In the Identity server documentation this is the definition:

Adds a signing key service that provides the specified key material to the various token creation/validation services. You can pass in either an X509Certificate2, a SigningCredential or a reference to a certificate from the certificate store.

So it seems important :)

Answer

Jeroen picture Jeroen · Sep 10, 2017

The Authorization Server will sign tokens with a key. Resource Server(s) should verify that the token's integrity with a key. Together they form a (usually asymmetric, e.g. public/private) key (pair). By default IdentityServer will publish the public key for verifying tokens via the /.well-known/openid-configuration endpoint.

For development scenarios, you typically want to skip the fuss of properly managing secrets like said keys (which is really important to do properly in production!). For these development scenarios you have the option of using adhoc solutions like AddTemporarySigningCredential, which was used for .NET Core 1.x.

With .NET Core 2.x this will change and you will need the AddDeveloperSigningCredential() extension method.

That answers the question of what it is. On how to use it: you simply call the method you need depending on your .NET Core version inside the ConfigureServices(...) method of your application's Startup class.

Apart from that you don't need to do anything special, except of course take care that you use a proper key pair in production.

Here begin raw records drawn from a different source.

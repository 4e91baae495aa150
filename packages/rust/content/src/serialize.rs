//! HTML fragment writer.
//!
//! `scraper` cannot remove nodes from a parsed tree, so removals are expressed
//! as a skip set of node ids and applied while re-serializing the subtree.
//! The same walk resolves relative links and rewrites text nodes.

use std::collections::HashSet;

use ego_tree::{NodeId, NodeRef};
use scraper::{ElementRef, Node};
use url::Url;

use crate::text;

/// Elements that never have a closing tag.
const VOID_ELEMENTS: &[&str] = &[
    "area", "base", "br", "col", "embed", "hr", "img", "input", "link", "meta", "source",
    "track", "wbr",
];

/// Elements whose text content is written verbatim.
const RAW_TEXT_ELEMENTS: &[&str] = &["script", "style"];

/// Elements inside which inline math is left untouched.
const LITERAL_ELEMENTS: &[&str] = &["pre", "code", "kbd", "samp"];

/// URL schemes (and the bare fragment) left as written.
const UNRESOLVED_PREFIXES: &[&str] = &["#", "mailto:", "tel:", "javascript:", "data:"];

/// Options for one serialization pass.
#[derive(Debug, Default)]
pub(crate) struct WriteOptions<'a> {
    /// Nodes (and their subtrees) to leave out.
    pub skip: HashSet<NodeId>,
    /// Resolve relative `href`/`src` values against this URL.
    pub base_url: Option<&'a Url>,
    /// Normalize text and convert inline math.
    pub rewrite_text: bool,
}

/// Serialize `el` including its own tag.
pub(crate) fn outer_html(el: ElementRef<'_>, opts: &WriteOptions<'_>) -> String {
    let mut out = String::new();
    write_node(*el, opts, false, &mut out);
    out
}

/// Serialize the children of `el`.
pub(crate) fn inner_html(el: ElementRef<'_>, opts: &WriteOptions<'_>) -> String {
    let mut out = String::new();
    let literal = LITERAL_ELEMENTS.contains(&el.value().name());
    for child in el.children() {
        write_node(child, opts, literal, &mut out);
    }
    out
}

fn write_node(node: NodeRef<'_, Node>, opts: &WriteOptions<'_>, literal: bool, out: &mut String) {
    if opts.skip.contains(&node.id()) {
        return;
    }

    match node.value() {
        Node::Text(t) => {
            let raw: &str = t;
            let raw_parent = node
                .parent()
                .and_then(ElementRef::wrap)
                .is_some_and(|p| RAW_TEXT_ELEMENTS.contains(&p.value().name()));
            if raw_parent {
                out.push_str(raw);
                return;
            }

            let escaped = html_escape::encode_text(raw);
            if opts.rewrite_text {
                out.push_str(&text::rewrite_html_text(&escaped, !literal));
            } else {
                out.push_str(&escaped);
            }
        }
        Node::Element(el) => {
            let name = el.name();
            out.push('<');
            out.push_str(name);
            for (attr, value) in el.attrs() {
                let value = match (attr, opts.base_url) {
                    ("href" | "src", Some(base)) => resolve(value, base),
                    _ => value.to_string(),
                };
                out.push(' ');
                out.push_str(attr);
                out.push_str("=\"");
                out.push_str(&html_escape::encode_double_quoted_attribute(&value));
                out.push('"');
            }
            out.push('>');

            if VOID_ELEMENTS.contains(&name) {
                return;
            }

            let literal = literal || LITERAL_ELEMENTS.contains(&name);
            for child in node.children() {
                write_node(child, opts, literal, out);
            }

            out.push_str("</");
            out.push_str(name);
            out.push('>');
        }
        Node::Document | Node::Fragment => {
            for child in node.children() {
                write_node(child, opts, literal, out);
            }
        }
        // Comments, doctypes and processing instructions are dropped.
        _ => {}
    }
}

/// Resolve a link or image reference against `base`.
fn resolve(value: &str, base: &Url) -> String {
    let trimmed = value.trim();
    if trimmed.is_empty() || UNRESOLVED_PREFIXES.iter().any(|p| trimmed.starts_with(p)) {
        return value.to_string();
    }
    match base.join(trimmed) {
        Ok(url) => url.to_string(),
        Err(_) => value.to_string(),
    }
}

See also the docs on Cryptography, Keys and HTTPS and the bit on Configuring Services for Keys. From the latter document, here's a relevant alternative for production cases:

  • AddSigningCredential

    Adds a signing key service that provides the specified key material to the various token creation/validation services. You can pass in either an X509Certificate2, a SigningCredential or a reference to a certificate from the certificate store.